Carnival Cruise Splendor Towel Animals Kids Take A Cruise

Don’t forget about Robert. He’s originally from Romania and he quickly learns that your youngest daughter doesn’t like seeds in her dinner rolls. He is earnest and sweet, and while Robert is just one man from a nation of nearly twenty million, he is opening the door to all of Eastern Europe for impressionable children who’s hearts and heads are still wide open and ready to see all the good, the joy and the love that is in the world despite what the talking heads and anonymous tweets tell their parents every minute of every day.

Interacting with a Carnival cruise crew representing over 50 countries is capable of stripping away the ridiculously ill-informed (at best) and casually racist (at worst) presumptions of adults and, most crucially, help prevent all presumptions from being instilled in the fertile minds of young people.

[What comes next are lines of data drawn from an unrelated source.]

// SPDX-License-Identifier: BUSL-1.1
// Copyright (c) 2026 Alfred Jean LLC

use super::*;
use cw_core::BundleId;
use tempfile::tempdir;

fn shadowed() -> ShadowedPaths {
    let mut map = ShadowedPaths::new();
    map.insert("model".to_string(), DependencyKey::new(BundleId::from_string("bun-parent"), "weights.bin".to_string()));
    map
}

#[test]
fn get_target_info_hides_shadowed_top_level_entries() {
    let dir = tempdir().expect("tmpdir");
    std::fs::write(dir.path().join("stdout.txt"), b"hi").expect("write");
    std::fs::create_dir(dir.path().join("model")).expect("mkdir");

    let info = read(dir.path(), ".", &shadowed(), ReadArgs::GetTargetInfo { depth: 1 }).expect("read");
    let ReadReply::TargetInfo(node) = info else { unreachable!("expected target info") };
    let names: Vec<_> = node.children.iter().map(|c| c.name.as_str()).collect();
    assert!(names.contains(&"stdout.txt"));
    assert!(!names.contains(&"model"));
}

#[test]
fn stream_file_produces_gzip_bytes() {
    let dir = tempdir().expect("tmpdir");
    std::fs::write(dir.path().join("out.txt"), b"hello world").expect("write");

    let bytes = match read(dir.path(), "out.txt", &shadowed(), ReadArgs::StreamFile).expect("read") {
        ReadReply::Bytes(b) => b,
        _ => unreachable!("expected bytes"),
    };
    assert_eq!(&bytes[..2], &[0x1f, 0x8b]);
}

#[test]
fn stream_directory_produces_gzip_tar_excluding_shadowed_entries() {
    let dir = tempdir().expect("tmpdir");
    std::fs::write(dir.path().join("out.txt"), b"hello").expect("write");
    std::fs::create_dir(dir.path().join("model")).expect("mkdir");
    std::fs::write(dir.path().join("model/weights.bin"), b"weights").expect("write");

    let bytes = match read(dir.path(), ".", &shadowed(), ReadArgs::StreamDirectory).expect("read") {
        ReadReply::Bytes(b) => b,
        _ => unreachable!("expected bytes"),
    };

    let decoder = flate2::read::GzDecoder::new(&bytes[..]);
    let mut archive = tar::Archive::new(decoder);
    let names: Vec<String> = archive
        .entries()
        .expect("entries")
        .filter_map(|e| e.ok())
        .map(|e| e.path().expect("path").to_string_lossy().to_string())
        .collect();
    assert!(names.iter().any(|n| n.contains("out.txt")));
    assert!(!names.iter().any(|n| n.starts_with("model")));
}

#[test]
fn read_file_section_returns_requested_slice() {
    let dir = tempdir().expect("tmpdir");
    std::fs::write(dir.path().join("out.txt"), b"0123456789").expect("write");

    let bytes = match read(dir.path(), "out.txt", &shadowed(), ReadArgs::ReadFileSection { offset: 3, length: 4 }).expect("read") {
        ReadReply::Bytes(b) => b,
        _ => unreachable!("expected bytes"),
    };
    assert_eq!(bytes, b"3456");
}

#[test]
fn summarize_file_short_content_is_unchanged() {
    let dir = tempdir().expect("tmpdir");
    std::fs::write(dir.path().join("out.txt"), "a\nb\nc").expect("write");

    let text = match read(
        dir.path(),
        "out.txt",
        &shadowed(),
        ReadArgs::SummarizeFile { head_lines: 5, tail_lines: 5, max_line_length: 100, truncation_text: "...".to_string() },
    )
    .expect("read")
    {
        ReadReply::Text(t) => t,
        _ => unreachable!("expected text"),
    };
    assert_eq!(text, "a\nb\nc");
}

#[test]
fn summarize_file_truncates_middle_with_marker() {
    let dir = tempdir().expect("tmpdir");
    let content = (0..20).map(|i| format!("line{i}")).collect::<Vec<_>>().join("\n");
    std::fs::write(dir.path().join("out.txt"), content).expect("write");

    let text = match read(
        dir.path(),
        "out.txt",
        &shadowed(),
        ReadArgs::SummarizeFile { head_lines: 2, tail_lines: 2, max_line_length: 100, truncation_text: "<snip>".to_string() },
    )
    .expect("read")
    {
        ReadReply::Text(t) => t,
        _ => unreachable!("expected text"),
    };
    let lines: Vec<&str> = text.lines().collect();
    assert_eq!(lines, vec!["line0", "line1", "<snip>", "line18", "line19"]);
}

#[test]
fn path_traversal_is_rejected() {
    let dir = tempdir().expect("tmpdir");
    std::fs::create_dir(dir.path().join("ws")).expect("mkdir");
    let workspace = dir.path().join("ws");

    let result = read(&workspace, "../../etc/passwd", &shadowed(), ReadArgs::StreamFile);
    assert!(matches!(result, Err(ReaderError::BadRequest(_))));
}
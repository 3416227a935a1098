// SPDX-License-Identifier: BUSL-1.1
// Copyright (c) 2026 Alfred Jean LLC

//! `reqwest`-based [`BundleServiceClient`], grounded in
//! `bundle_service_client.py`'s REST calls against the `/workers/...`
//! endpoint family (§6).

use async_trait::async_trait;
use cw_core::{BundleId, ResourceUsage, WorkerId};
use cw_wire::{CheckinRequest, Reply, ServerCommand};
use serde_json::json;

use crate::error::ServiceClientError;
use crate::service_client::BundleServiceClient;

pub struct HttpBundleServiceClient {
    base_url: String,
    client: reqwest::Client,
}

impl HttpBundleServiceClient {
    pub fn new(base_url: impl Into<String>) -> Self {
        Self { base_url: base_url.into(), client: reqwest::Client::new() }
    }

    fn url(&self, path: &str) -> String {
        format!("{}{}", self.base_url.trim_end_matches('/'), path)
    }

    fn classify(status: reqwest::StatusCode, message: String) -> ServiceClientError {
        if status.is_client_error() {
            ServiceClientError::ClientError(message)
        } else {
            ServiceClientError::Request(message)
        }
    }
}

#[async_trait]
impl BundleServiceClient for HttpBundleServiceClient {
    async fn checkin(
        &self,
        worker_id: &WorkerId,
        request: &CheckinRequest,
    ) -> Result<Option<ServerCommand>, ServiceClientError> {
        let response = self
            .client
            .post(self.url(&format!("/workers/{worker_id}/checkin")))
            .json(request)
            .send()
            .await
            .map_err(|err| ServiceClientError::Request(err.to_string()))?;

        if !response.status().is_success() {
            let status = response.status();
            let body = response.text().await.unwrap_or_default();
            return Err(Self::classify(status, body));
        }

        if response.content_length() == Some(0) {
            return Ok(None);
        }

        let body = response.text().await.map_err(|err| ServiceClientError::Request(err.to_string()))?;
        if body.trim().is_empty() {
            return Ok(None);
        }
        let command: ServerCommand =
            serde_json::from_str(&body).map_err(|err| ServiceClientError::Decode(err.to_string()))?;
        Ok(Some(command))
    }

    async fn start_bundle(
        &self,
        worker_id: &WorkerId,
        bundle_id: &BundleId,
        hostname: &str,
        start_time_epoch_s: u64,
    ) -> Result<bool, ServiceClientError> {
        let response = self
            .client
            .post(self.url(&format!("/workers/{worker_id}/bundles/{bundle_id}/start")))
            .json(&json!({ "hostname": hostname, "start_time": start_time_epoch_s }))
            .send()
            .await
            .map_err(|err| ServiceClientError::Request(err.to_string()))?;

        Ok(response.status().is_success())
    }

    async fn finalize_bundle(
        &self,
        worker_id: &WorkerId,
        bundle_id: &BundleId,
        exitcode: Option<i32>,
        failure_message: Option<&str>,
        usage: &ResourceUsage,
    ) -> Result<(), ServiceClientError> {
        let response = self
            .client
            .post(self.url(&format!("/workers/{worker_id}/bundles/{bundle_id}/finalize")))
            .json(&json!({
                "exitcode": exitcode,
                "failure_message": failure_message,
                "time": usage.time_seconds,
                "memory": usage.memory_bytes,
            }))
            .send()
            .await
            .map_err(|err| ServiceClientError::Request(err.to_string()))?;

        if response.status().is_success() {
            Ok(())
        } else {
            let status = response.status();
            let body = response.text().await.unwrap_or_default();
            Err(Self::classify(status, body))
        }
    }

    async fn update_bundle_contents(
        &self,
        worker_id: &WorkerId,
        bundle_id: &BundleId,
        archive_path: &std::path::Path,
    ) -> Result<(), ServiceClientError> {
        let bytes = tokio::fs::read(archive_path)
            .await
            .map_err(|err| ServiceClientError::Request(err.to_string()))?;

        let response = self
            .client
            .put(self.url(&format!("/workers/{worker_id}/bundles/{bundle_id}/contents")))
            .body(bytes)
            .send()
            .await
            .map_err(|err| ServiceClientError::Request(err.to_string()))?;

        if response.status().is_success() {
            Ok(())
        } else {
            let status = response.status();
            let body = response.text().await.unwrap_or_default();
            Err(Self::classify(status, body))
        }
    }

    async fn reply(
        &self,
        worker_id: &WorkerId,
        socket_id: &str,
        reply: &Reply,
    ) -> Result<(), ServiceClientError> {
        let response = self
            .client
            .post(self.url(&format!("/workers/{worker_id}/sockets/{socket_id}/reply")))
            .json(reply)
            .send()
            .await
            .map_err(|err| ServiceClientError::Request(err.to_string()))?;

        if response.status().is_success() {
            Ok(())
        } else {
            let status = response.status();
            let body = response.text().await.unwrap_or_default();
            Err(Self::classify(status, body))
        }
    }
}

#[cfg(test)]
#[path = "http_service_client_tests.rs"]
mod tests;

This is vital because certain political figures in the present and, inevitably and unfortunately, in the future may try to convince us and our soon-to-be-grown-up kids that all  people from one nation might be like this, and all from another like that. If your child has experienced life on a cruise ship, however, it is likely that they will know those kinds of sweeping, radically ignorant generalizations are total, absolute and utter crap. They’d know this because they’d have had a woman from Mexico demonstrate kindness all week long, a man from South America take an honest interest in how they were doing, and a detail-oriented Romanian who’s wide, caring smile and charming laugh put a beautiful bow on each day of their vacation.

A cruise, a simple vacation at sea, is an opportunity for children to learn firsthand that good people are good regardless of where they call home and that people from this country or that aren’t monsters or boogeyman or threats.

Carnival Splendor Cruise Balcony Cabin Kids Take A Cruise

At the end of it all, being afforded the chance to take a cruise and engage with more people from more countries from all across the globe in a way that’s practically impossible on dry land and in doing so see many myths and false stereotypes fade away is a much sweeter treat than any amount of soft serve ice cream and something worth celebrating with a Camp Carnival Night Owl dance party that rages on way past 1:00 AM.